July 19, 2021 - 7:00am

Liu Cixin may be most important science fiction writer alive today. His trilogy Remembrance of Earth’s Past has been translated into twenty languages and sold eight million copies worldwide. It’s first volume, The Three Body Problem, will be adapted for Netflix by the showrunners behind Game of Thrones. 

Cixin’s fans include Barack Obama, Mark Zuckerberg, former Chinese Vice President Li Yuanchao, and the London Review of Books. It described his trilogy as “one of the most ambitious works of science fiction ever written.”

On July 11th, Chinese state-media outlet The Global Times reported that the author had joined the AI company SenseTime as director of the “Science Fiction Planet Research Center.”

Cixin told the World Artificial Intelligence Conference in Shanghai that he hoped to collaborate with SenseTime on new immersive worlds. Users would soon be able to “experience the vastness of the universe, the insignificance of human beings, and the infinite possibilities in the future”, he said. 

SenseTime does not just make games. It is also one of several firms involved in developing surveillance technology to help the Chinese government track and control the Uyghur population around Xinjiang, and elsewhere in China

According to the New York Times, SenseTime, along with four other companies, is the first to use to explicitly use this technology for racial profiling. As many as two million Uyghurs are currently detained in forced labour camps and re-education centres in Xinjiang.

Cixin lives in China and is a supporter of the Communist Party. He was asked about the Uyghurs in a 2019 New Yorker profile. Cixin’s defence of Chinese government policy followed the party line:

“Would you rather that they be hacking away at bodies at train stations and schools in terrorist attacks? If anything, the government is helping their economy and trying to lift them out of poverty… I know what you are thinking — ‘What about individual liberty and freedom of governance?’ But that’s not what Chinese people care about. For ordinary folks, it’s the cost of health care, real-estate prices, their children’s education.”
- Liu Cixin, 2019

André Gide once said that every good writer ought to navigate against the current. Cixin is a great writer, but he is clearly willing — or feels obligated —  to swim with the tide.

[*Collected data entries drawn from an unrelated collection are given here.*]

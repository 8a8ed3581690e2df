//! # Type Descriptors
//!
//! A descriptor is the precomputed form of a query shape:
//! - Ordered include type indices (every one must be present)
//! - Ordered exclude type indices (none may be present)
//! - Field bindings mapping a bound component type to its table
//!
//! Shapes describe themselves through [`QueryShape`]. Sub-worlds build each
//! shape's descriptor once and cache it.

use std::any::{type_name, TypeId};
use std::collections::HashMap;

use super::component::Component;
use crate::error::{EcsError, EcsResult};
use crate::memory::{IndexSet, ResultPool, ScratchList};

/// A bound component column inside a descriptor.
#[derive(Debug, Clone, Copy, PartialEq, Eq)]
pub struct FieldBinding {
    /// Index of the component table in the sub-world.
    pub type_index: usize,
    /// `TypeId` of the component.
    pub type_id: TypeId,
    /// Position of the binding within the shape.
    pub position: usize,
}

/// Immutable include/exclude sets plus field bindings for one query shape.
#[derive(Debug, Clone, PartialEq, Eq)]
pub struct TypeDescriptor {
    include: Box<[usize]>,
    exclude: Box<[usize]>,
    bindings: Box<[FieldBinding]>,
}

impl TypeDescriptor {
    /// Builds a descriptor from raw type indices, without bindings.
    ///
    /// Duplicates are dropped; first occurrence wins the ordering.
    #[must_use]
    pub fn from_indices(include: &[usize], exclude: &[usize]) -> Self {
        Self {
            include: dedup(include),
            exclude: dedup(exclude),
            bindings: Box::new([]),
        }
    }

    /// Runs `Q::describe` against a sub-world's type registry.
    ///
    /// Scratch space comes from `pool` and is returned before this returns.
    ///
    /// # Errors
    ///
    /// Whatever the shape's `describe` reports, plus pool errors.
    pub fn build<Q: QueryShape>(
        type_indices: &HashMap<TypeId, usize>,
        pool: &ResultPool,
    ) -> EcsResult<Self> {
        let seen = pool.acquire_index_set("descriptor seen")?;
        let terms = match pool.acquire_list("descriptor terms") {
            Ok(terms) => terms,
            Err(err) => {
                pool.release(seen)?;
                return Err(err);
            }
        };

        let mut builder = DescriptorBuilder {
            type_indices,
            seen,
            terms,
        };
        let described = Q::describe(&mut builder).map(|()| builder.finish());

        let DescriptorBuilder { seen, terms, .. } = builder;
        pool.release(terms)?;
        pool.release(seen)?;
        described
    }

    /// Type indices that must be present, in declaration order.
    #[inline]
    #[must_use]
    pub fn include(&self) -> &[usize] {
        &self.include
    }

    /// Type indices that must be absent, in declaration order.
    #[inline]
    #[must_use]
    pub fn exclude(&self) -> &[usize] {
        &self.exclude
    }

    /// Bound columns, in shape order.
    #[inline]
    #[must_use]
    pub fn bindings(&self) -> &[FieldBinding] {
        &self.bindings
    }

    /// Finds the binding for component type `T`.
    #[must_use]
    pub fn binding_of<T: 'static>(&self) -> Option<&FieldBinding> {
        let id = TypeId::of::<T>();
        self.bindings.iter().find(|binding| binding.type_id == id)
    }
}

fn dedup(indices: &[usize]) -> Box<[usize]> {
    let mut out: Vec<usize> = Vec::with_capacity(indices.len());
    for &index in indices {
        if !out.contains(&index) {
            out.push(index);
        }
    }
    out.into_boxed_slice()
}

#[derive(Debug, Clone, Copy)]
enum Term {
    Include(usize),
    Exclude(usize),
    Bind(FieldBinding),
}

/// Collects a shape's terms while its descriptor is built.
pub struct DescriptorBuilder<'a> {
    type_indices: &'a HashMap<TypeId, usize>,
    /// Every type index mentioned so far, for the fast "new type" path.
    seen: IndexSet,
    terms: ScratchList<Term>,
}

impl DescriptorBuilder<'_> {
    /// Requires `T` and binds its column.
    ///
    /// # Errors
    ///
    /// - [`EcsError::Unregistered`] if `T` has no table
    /// - [`EcsError::ContradictoryQuery`] if `T` is excluded
    /// - [`EcsError::DuplicateBinding`] if `T` is bound already
    pub fn bind<T: Component>(&mut self) -> EcsResult<&mut Self> {
        let type_index = self.index_of::<T>()?;
        if self.seen.contains(&type_index) {
            if self.is_excluded(type_index) {
                return Err(contradiction::<T>());
            }
            if self.binding(type_index).is_some() {
                return Err(EcsError::DuplicateBinding {
                    type_name: type_name::<T>(),
                });
            }
        }

        let position = self.terms.iter().filter(|t| matches!(t, Term::Bind(_))).count();
        self.seen.insert(type_index);
        self.terms.push(Term::Bind(FieldBinding {
            type_index,
            type_id: TypeId::of::<T>(),
            position,
        }));
        Ok(self)
    }

    /// Requires `T` without binding its column.
    ///
    /// # Errors
    ///
    /// - [`EcsError::Unregistered`] if `T` has no table
    /// - [`EcsError::ContradictoryQuery`] if `T` is excluded
    pub fn require<T: Component>(&mut self) -> EcsResult<&mut Self> {
        let type_index = self.index_of::<T>()?;
        if self.seen.insert(type_index) {
            self.terms.push(Term::Include(type_index));
        } else if self.is_excluded(type_index) {
            return Err(contradiction::<T>());
        }
        Ok(self)
    }

    /// Rejects entities that have `T`.
    ///
    /// # Errors
    ///
    /// - [`EcsError::Unregistered`] if `T` has no table
    /// - [`EcsError::ContradictoryQuery`] if `T` is required
    pub fn exclude<T: Component>(&mut self) -> EcsResult<&mut Self> {
        let type_index = self.index_of::<T>()?;
        if self.seen.insert(type_index) {
            self.terms.push(Term::Exclude(type_index));
        } else if !self.is_excluded(type_index) {
            return Err(contradiction::<T>());
        }
        Ok(self)
    }

    fn index_of<T: Component>(&self) -> EcsResult<usize> {
        self.type_indices
            .get(&TypeId::of::<T>())
            .copied()
            .ok_or(EcsError::Unregistered {
                type_name: type_name::<T>(),
            })
    }

    fn is_excluded(&self, type_index: usize) -> bool {
        self.terms
            .iter()
            .any(|term| matches!(term, Term::Exclude(i) if *i == type_index))
    }

    fn binding(&self, type_index: usize) -> Option<&FieldBinding> {
        self.terms.iter().find_map(|term| match term {
            Term::Bind(binding) if binding.type_index == type_index => Some(binding),
            _ => None,
        })
    }

    fn finish(&self) -> TypeDescriptor {
        let mut include = Vec::new();
        let mut exclude = Vec::new();
        let mut bindings = Vec::new();
        for term in self.terms.iter() {
            match *term {
                Term::Include(index) => {
                    if !include.contains(&index) {
                        include.push(index);
                    }
                }
                Term::Exclude(index) => exclude.push(index),
                Term::Bind(binding) => {
                    if !include.contains(&binding.type_index) {
                        include.push(binding.type_index);
                    }
                    bindings.push(binding);
                }
            }
        }
        TypeDescriptor {
            include: include.into_boxed_slice(),
            exclude: exclude.into_boxed_slice(),
            bindings: bindings.into_boxed_slice(),
        }
    }
}

fn contradiction<T>() -> EcsError {
    EcsError::ContradictoryQuery {
        type_name: type_name::<T>(),
    }
}

/// A query shape: the set of component types a query requires, excludes
/// and binds.
///
/// Tuples of up to five components bind every member.
///
/// # Example
///
/// ```rust,ignore
/// struct Drifting;
///
/// impl QueryShape for Drifting {
///     fn describe(builder: &mut DescriptorBuilder<'_>) -> EcsResult<()> {
///         builder.bind::<Position>()?.require::<Velocity>()?.exclude::<Anchored>()?;
///         Ok(())
///     }
/// }
/// ```
pub trait QueryShape: 'static {
    /// Declares the shape's terms.
    ///
    /// # Errors
    ///
    /// Propagates builder errors.
    fn describe(builder: &mut DescriptorBuilder<'_>) -> EcsResult<()>;
}

macro_rules! impl_tuple_shape {
    ($($t:ident),+) => {
        impl<$($t: Component),+> QueryShape for ($($t,)+) {
            fn describe(builder: &mut DescriptorBuilder<'_>) -> EcsResult<()> {
                $(builder.bind::<$t>()?;)+
                Ok(())
            }
        }
    };
}

impl_tuple_shape!(A);
impl_tuple_shape!(A, B);
impl_tuple_shape!(A, B, C);
impl_tuple_shape!(A, B, C, D);
impl_tuple_shape!(A, B, C, D, E);

#[cfg(test)]
#[allow(dead_code)]
mod tests {
    use super::*;

    #[derive(Default)]
    struct Pos;
    impl Component for Pos {}

    #[derive(Default)]
    struct Vel;
    impl Component for Vel {}

    #[derive(Default)]
    struct Frozen;
    impl Component for Frozen {}

    #[derive(Default)]
    struct Ghost;
    impl Component for Ghost {}

    fn registry() -> HashMap<TypeId, usize> {
        let mut map = HashMap::new();
        map.insert(TypeId::of::<Pos>(), 0);
        map.insert(TypeId::of::<Vel>(), 1);
        map.insert(TypeId::of::<Frozen>(), 2);
        map
    }

    struct Moving;

    impl QueryShape for Moving {
        fn describe(builder: &mut DescriptorBuilder<'_>) -> EcsResult<()> {
            builder.require::<Vel>()?.bind::<Pos>()?.exclude::<Frozen>()?;
            Ok(())
        }
    }

    struct SelfDefeating;

    impl QueryShape for SelfDefeating {
        fn describe(builder: &mut DescriptorBuilder<'_>) -> EcsResult<()> {
            builder.bind::<Pos>()?.exclude::<Pos>()?;
            Ok(())
        }
    }

    #[test]
    fn test_tuple_shape_binds_in_order() {
        let pool = ResultPool::new(8, 100, true);
        let descriptor = TypeDescriptor::build::<(Vel, Pos)>(&registry(), &pool).unwrap();

        assert_eq!(descriptor.include(), &[1, 0]);
        assert!(descriptor.exclude().is_empty());
        assert_eq!(descriptor.bindings()[0].type_index, 1);
        assert_eq!(descriptor.binding_of::<Pos>().map(|b| b.position), Some(1));
        assert_eq!(pool.outstanding_count(), 0);
    }

    #[test]
    fn test_custom_shape() {
        let pool = ResultPool::new(8, 100, true);
        let descriptor = TypeDescriptor::build::<Moving>(&registry(), &pool).unwrap();

        assert_eq!(descriptor.include(), &[1, 0]);
        assert_eq!(descriptor.exclude(), &[2]);
        assert_eq!(descriptor.bindings().len(), 1);
        assert!(descriptor.binding_of::<Vel>().is_none());
    }

    #[test]
    fn test_shape_errors_release_scratch() {
        let pool = ResultPool::new(8, 100, true);
        assert!(matches!(
            TypeDescriptor::build::<SelfDefeating>(&registry(), &pool),
            Err(EcsError::ContradictoryQuery { .. })
        ));
        assert!(matches!(
            TypeDescriptor::build::<(Pos, Ghost)>(&registry(), &pool),
            Err(EcsError::Unregistered { .. })
        ));
        assert!(matches!(
            TypeDescriptor::build::<(Pos, Pos)>(&registry(), &pool),
            Err(EcsError::DuplicateBinding { .. })
        ));
        assert_eq!(pool.outstanding_count(), 0);
        assert_eq!(pool.idle_count(), 2);
    }

    #[test]
    fn test_from_indices_dedups() {
        let descriptor = TypeDescriptor::from_indices(&[3, 1, 3], &[2, 2]);
        assert_eq!(descriptor.include(), &[3, 1]);
        assert_eq!(descriptor.exclude(), &[2]);
        assert!(descriptor.bindings().is_empty());
    }
}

In the context of his comments to The New Yorker, his work with SenseTime comes as little surprise.

Cixin’s importance operates at two levels. There is the sheer imaginative brilliance of the Remembrance of Earth’s Past Trilogywhich takes place over the course of 18 million years, and details a brutal, Hobbesian struggle between humanity and a technologically advanced alien race.

Then there is Cixin as a representative of China at this moment in its history. Just as H.G. Wells’ science fiction probed deep anxieties in Britain at at time of unprecedented scientific change, Cixin writes speculative fiction as China expands and advances as a 21st century superpower.

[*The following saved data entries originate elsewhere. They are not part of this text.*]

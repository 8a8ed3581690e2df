//! # Entity Component Storage
//!
//! Handles, slot maps, component tables and the query machinery on top.
//!
//! ## Design Philosophy
//!
//! - Every sub-world owns one slot map and one table per component type
//! - Tables are slot-indexed dense arrays with a presence flag per slot
//! - Queries are described once, cached, and matched straight off the
//!   presence arrays
//! - Structural changes bump version counters so detached cursors can
//!   refuse to continue

mod component;
mod descriptor;
mod entity;
mod matcher;
mod slot_map;
mod sub_world;
mod table;
mod view;
mod world;

pub use component::{Component, ComponentHook};
pub use descriptor::{DescriptorBuilder, FieldBinding, QueryShape, TypeDescriptor};
pub use entity::EntityId;
pub use matcher::{
    collect_matches, ComponentFilter, ComponentFilter2, Matcher, SlotFilter, SlotPredicate,
    SubWorldView,
};
pub use slot_map::{EntitySlotMap, SlotCursor, SlotIter};
pub use sub_world::{DirectColumns, SubWorld};
pub use table::{ComponentTable, ErasedTable, TableCursor, TableIter};
pub use view::{View1, View2, View3, View4, View5};
pub use world::World;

Wells, like many progressives in Britain at the turn of the last century, looked forward to the inevitable arrival of a  rational World State ruled by an elite caste of scientists and engineers. Cixin has no such vision. In his novels, kindness gets characters killed, idealism is a luxury, and realpolitik is the only sane approach to geopolitical conflict. Unlike Wells, who also wrote fine social comedies, Cixin’s views human beings as they interact in systems and institutions. It is a cold view.

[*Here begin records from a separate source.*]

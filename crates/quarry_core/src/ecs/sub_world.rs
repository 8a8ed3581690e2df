//! # Sub-Worlds
//!
//! A sub-world is one partition of a world: its own slot map, its own
//! component tables and its own shared store. Every entity lives in
//! exactly one sub-world.

use std::any::{type_name, TypeId};
use std::cell::RefCell;
use std::collections::HashMap;
use std::rc::Rc;

use tracing::debug;

use super::component::{Component, ComponentHook};
use super::descriptor::{QueryShape, TypeDescriptor};
use super::entity::EntityId;
use super::matcher::{collect_matches, Matcher, SubWorldView};
use super::slot_map::{EntitySlotMap, SlotIter};
use super::table::{ComponentTable, ErasedTable};
use crate::config::WorldConfig;
use crate::error::{EcsError, EcsResult};
use crate::memory::{ResultPool, SharedStore};

/// Number of addressable slots per sub-world.
const SLOT_SPACE: usize = u16::MAX as usize + 1;

/// Raw column access for one component type.
///
/// `components`, `presence` and `handles` are parallel and indexed by slot.
#[derive(Debug, Clone, Copy)]
pub struct DirectColumns<'a, T> {
    /// Values, including defaults in absent slots.
    pub components: &'a [T],
    /// Presence flags.
    pub presence: &'a [bool],
    /// Entity handle per slot (empty where no entity lives).
    pub handles: &'a [EntityId],
    /// Number of present values.
    pub count: usize,
}

/// One partition of a [`World`](super::World).
///
/// Owns the slot map and every component table, and keeps them the same
/// capacity.
pub struct SubWorld {
    id: u16,
    slots: EntitySlotMap,
    tables: Vec<Box<dyn ErasedTable>>,
    type_indices: HashMap<TypeId, usize>,
    /// Freed slots, reused LIFO.
    free_slots: Vec<u16>,
    next_slot: usize,
    descriptors: RefCell<HashMap<TypeId, Rc<TypeDescriptor>>>,
    shared: SharedStore,
    pool: Rc<ResultPool>,
}

impl SubWorld {
    /// Creates an empty sub-world that shares `pool` with its world.
    ///
    /// # Errors
    ///
    /// [`EcsError::InvalidConfig`] if `config` fails
    /// [`WorldConfig::validate`].
    pub fn new(id: u16, config: &WorldConfig, pool: Rc<ResultPool>) -> EcsResult<Self> {
        config.validate()?;
        Ok(Self {
            id,
            slots: EntitySlotMap::with_capacity(config.start_entities_capacity),
            tables: Vec::with_capacity(config.start_component_types),
            type_indices: HashMap::with_capacity(config.start_component_types),
            free_slots: Vec::new(),
            next_slot: 0,
            descriptors: RefCell::new(HashMap::new()),
            shared: SharedStore::from_config(config),
            pool,
        })
    }

    /// Creates a sub-world with a private pool.
    ///
    /// # Errors
    ///
    /// Same as [`SubWorld::new`].
    pub fn standalone(id: u16, config: &WorldConfig) -> EcsResult<Self> {
        Self::new(id, config, Rc::new(ResultPool::from_config(config)))
    }

    /// Sub-world id carried by every handle created here.
    #[inline]
    #[must_use]
    pub const fn id(&self) -> u16 {
        self.id
    }

    /// Number of live entities.
    #[inline]
    #[must_use]
    pub const fn len(&self) -> usize {
        self.slots.len()
    }

    /// Checks if no entity is live.
    #[inline]
    #[must_use]
    pub const fn is_empty(&self) -> bool {
        self.slots.is_empty()
    }

    /// Current slot capacity shared by the slot map and every table.
    #[inline]
    #[must_use]
    pub fn capacity(&self) -> usize {
        self.slots.capacity()
    }

    /// The slot map.
    #[inline]
    #[must_use]
    pub const fn slots(&self) -> &EntitySlotMap {
        &self.slots
    }

    /// Iterates live handles in ascending slot order.
    #[must_use]
    pub fn iter(&self) -> SlotIter<'_> {
        self.slots.iter()
    }

    /// The pool query results come from.
    #[inline]
    #[must_use]
    pub fn pool(&self) -> &Rc<ResultPool> {
        &self.pool
    }

    /// Sub-world scoped shared store.
    #[inline]
    #[must_use]
    pub const fn shared(&self) -> &SharedStore {
        &self.shared
    }

    /// Mutable shared store.
    #[inline]
    pub fn shared_mut(&mut self) -> &mut SharedStore {
        &mut self.shared
    }

    /// Registers component type `T` and returns its type index.
    ///
    /// Type indices are dense and follow registration order.
    ///
    /// # Errors
    ///
    /// [`EcsError::AlreadyRegistered`] if `T` has a table already.
    pub fn register<T: Component>(
        &mut self,
        hook: Option<Box<dyn ComponentHook<T>>>,
    ) -> EcsResult<usize> {
        let type_id = TypeId::of::<T>();
        if self.type_indices.contains_key(&type_id) {
            return Err(EcsError::AlreadyRegistered {
                type_name: type_name::<T>(),
            });
        }

        let type_index = self.tables.len();
        let table = ComponentTable::<T>::new(type_index, self.slots.capacity(), hook);
        self.tables.push(Box::new(table));
        self.type_indices.insert(type_id, type_index);
        debug!(
            sub_world = self.id,
            component = type_name::<T>(),
            type_index,
            "component type registered"
        );
        Ok(type_index)
    }

    /// Checks whether `T` has a table here.
    #[must_use]
    pub fn is_registered<T: Component>(&self) -> bool {
        self.type_indices.contains_key(&TypeId::of::<T>())
    }

    /// Type index of `T`.
    ///
    /// # Errors
    ///
    /// [`EcsError::Unregistered`] if `T` has no table.
    pub fn type_index<T: Component>(&self) -> EcsResult<usize> {
        self.type_indices
            .get(&TypeId::of::<T>())
            .copied()
            .ok_or(EcsError::Unregistered {
                type_name: type_name::<T>(),
            })
    }

    /// Number of registered component types.
    #[inline]
    #[must_use]
    pub fn type_count(&self) -> usize {
        self.tables.len()
    }

    /// Creates an entity with the given world serial.
    ///
    /// Freed slots are reused most-recent first; otherwise the next fresh
    /// slot is taken. Tables grow with the slot map.
    ///
    /// # Errors
    ///
    /// - [`EcsError::EmptyEntity`] for serial 0
    /// - [`EcsError::CapacityExceeded`] when all 65536 slots are live
    pub fn create_entity(&mut self, serial: u32) -> EcsResult<EntityId> {
        if serial == 0 {
            return Err(EcsError::EmptyEntity);
        }

        let slot = match self.free_slots.pop() {
            Some(slot) => slot,
            None => {
                let slot = u16::try_from(self.next_slot).map_err(|_| EcsError::CapacityExceeded {
                    what: "entity slots",
                    capacity: SLOT_SPACE,
                })?;
                self.next_slot += 1;
                slot
            }
        };

        let id = EntityId::new(serial, slot, self.id);
        if let Err(err) = self.slots.add(id) {
            self.free_slots.push(slot);
            return Err(err);
        }
        self.sync_capacity();
        Ok(id)
    }

    /// Deletes an entity and every component it has.
    ///
    /// Delete hooks fire per table in registration order, then the slot is
    /// freed for reuse.
    ///
    /// # Errors
    ///
    /// - [`EcsError::EmptyEntity`] for the empty handle
    /// - [`EcsError::EntityNotFound`] if `id` is not live here
    pub fn delete_entity(&mut self, id: EntityId) -> EcsResult<()> {
        if id.is_empty() {
            return Err(EcsError::EmptyEntity);
        }
        if !self.slots.contains(id) {
            return Err(EcsError::EntityNotFound { entity: id });
        }

        for table in &mut self.tables {
            table.delete(&self.slots, id)?;
        }
        self.slots.remove(id)?;
        self.free_slots.push(id.slot());
        Ok(())
    }

    /// Checks whether `id` is live here.
    #[inline]
    #[must_use]
    pub fn contains(&self, id: EntityId) -> bool {
        self.slots.contains(id)
    }

    /// Checks whether `id` is live and has a `T`.
    #[must_use]
    pub fn has<T: Component>(&self, id: EntityId) -> bool {
        self.table::<T>()
            .is_ok_and(|table| table.contains(&self.slots, id))
    }

    /// Attaches or replaces `T` on `id`.
    ///
    /// # Errors
    ///
    /// [`EcsError::Unregistered`] plus the table's handle validation.
    pub fn set<T: Component>(&mut self, id: EntityId, value: T) -> EcsResult<()> {
        let (table, slots) = self.table_mut::<T>()?;
        table.set(slots, id, value)
    }

    /// Detaches `T` from `id`. Returns whether a value was removed.
    ///
    /// # Errors
    ///
    /// [`EcsError::Unregistered`] plus the table's handle validation.
    pub fn delete<T: Component>(&mut self, id: EntityId) -> EcsResult<bool> {
        let (table, slots) = self.table_mut::<T>()?;
        table.delete(slots, id)
    }

    /// Reads `T` on `id`.
    ///
    /// # Errors
    ///
    /// [`EcsError::Unregistered`] plus [`ComponentTable::get`] errors.
    pub fn get<T: Component>(&self, id: EntityId) -> EcsResult<&T> {
        self.table::<T>()?.get(&self.slots, id)
    }

    /// Mutably reads `T` on `id`. Hooks do not fire for edits made here.
    ///
    /// # Errors
    ///
    /// [`EcsError::Unregistered`] plus [`ComponentTable::get`] errors.
    pub fn get_mut<T: Component>(&mut self, id: EntityId) -> EcsResult<&mut T> {
        let (table, slots) = self.table_mut::<T>()?;
        table.get_mut(slots, id)
    }

    /// Reads `T` on `id`, or `None` if unregistered, absent or stale.
    #[must_use]
    pub fn try_get<T: Component>(&self, id: EntityId) -> Option<&T> {
        self.table::<T>().ok()?.try_get(&self.slots, id)
    }

    /// The table for `T`.
    ///
    /// # Errors
    ///
    /// [`EcsError::Unregistered`] if `T` has no table.
    pub fn table<T: Component>(&self) -> EcsResult<&ComponentTable<T>> {
        let index = self.type_index::<T>()?;
        self.tables[index]
            .downcast_ref::<T>()
            .ok_or(EcsError::Unregistered {
                type_name: type_name::<T>(),
            })
    }

    /// The table for `T`, mutably, with the slot map it validates against.
    ///
    /// # Errors
    ///
    /// [`EcsError::Unregistered`] if `T` has no table.
    pub fn table_mut<T: Component>(&mut self) -> EcsResult<(&mut ComponentTable<T>, &EntitySlotMap)> {
        let index = self.type_index::<T>()?;
        let table = self.tables[index]
            .downcast_mut::<T>()
            .ok_or(EcsError::Unregistered {
                type_name: type_name::<T>(),
            })?;
        Ok((table, &self.slots))
    }

    /// Every table, indexed by type index.
    #[inline]
    #[must_use]
    pub fn tables(&self) -> &[Box<dyn ErasedTable>] {
        &self.tables
    }

    /// Every table mutably, together with the slot map.
    pub(crate) fn tables_mut(&mut self) -> (&mut [Box<dyn ErasedTable>], &EntitySlotMap) {
        (&mut self.tables, &self.slots)
    }

    /// Appends the type index of every component `id` has, ascending.
    ///
    /// # Errors
    ///
    /// [`EcsError::EntityNotFound`] if `id` is not live here.
    pub fn type_indices_of(&self, id: EntityId, out: &mut Vec<usize>) -> EcsResult<()> {
        if !self.slots.contains(id) {
            return Err(EcsError::EntityNotFound { entity: id });
        }
        out.extend(
            self.tables
                .iter()
                .filter(|table| table.contains(&self.slots, id))
                .map(|table| table.type_index()),
        );
        Ok(())
    }

    /// Raw parallel columns for `T`.
    ///
    /// # Errors
    ///
    /// [`EcsError::Unregistered`] if `T` has no table.
    pub fn direct_columns<T: Component>(&self) -> EcsResult<DirectColumns<'_, T>> {
        let table = self.table::<T>()?;
        Ok(DirectColumns {
            components: table.raw_components(),
            presence: table.raw_presence(),
            handles: self.slots.handles(),
            count: table.len(),
        })
    }

    /// Read-only snapshot for the matching engine.
    #[must_use]
    pub fn query_view(&self) -> SubWorldView<'_> {
        SubWorldView::new(&self.slots, &self.tables, &self.type_indices)
    }

    /// The cached descriptor of shape `Q`, built on first use.
    ///
    /// # Errors
    ///
    /// Whatever `Q::describe` reports.
    pub fn descriptor<Q: QueryShape>(&self) -> EcsResult<Rc<TypeDescriptor>> {
        let key = TypeId::of::<Q>();
        if let Some(cached) = self.descriptors.borrow().get(&key) {
            return Ok(Rc::clone(cached));
        }

        let built = Rc::new(TypeDescriptor::build::<Q>(&self.type_indices, &self.pool)?);
        self.descriptors.borrow_mut().insert(key, Rc::clone(&built));
        Ok(built)
    }

    /// A matcher over shape `Q`.
    ///
    /// # Errors
    ///
    /// Whatever `Q::describe` reports.
    pub fn matcher<Q: QueryShape>(&self) -> EcsResult<Matcher<'_>> {
        Ok(Matcher::new(self, self.descriptor::<Q>()?))
    }

    /// Appends every entity matching `descriptor`, ascending by slot.
    ///
    /// # Errors
    ///
    /// [`EcsError::UnknownTypeIndex`] if the descriptor names a type index
    /// with no table here.
    pub fn match_descriptor(&self, descriptor: &TypeDescriptor, out: &mut Vec<EntityId>) -> EcsResult<()> {
        collect_matches(out, descriptor, &self.query_view(), &[])
    }

    fn sync_capacity(&mut self) {
        let capacity = self.slots.capacity();
        for table in &mut self.tables {
            if table.capacity() < capacity {
                table.resize_to(capacity);
            }
        }
    }
}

It would be easy to draw a line from the bleak outlook of Cixin’s fiction to his decision to work for a company that is involved in what is being described as a genocide. “In a time of war”, says one of his characters, “we can’t afford to be too scrupulous.” Cixin doesn’t appear to have many scruples about Xinjiang.

Then again, the pressures Cixin may be under as the most celebrated writer in a totalitarian society are not known. They can be guessed at though. Consider what he wrote in the afterword to the English edition of The Three Body Problem:

“I cannot escape and leave behind reality, just like I cannot leave behind my shadow. Reality brands each of us with its indelible mark. Every era puts invisible shackles on those who have lived through it, and I can only dance in my chains.”
- Liu Cixin

H.G. Wells was not bound by ‘invisible shackles’ like Liu Cixin.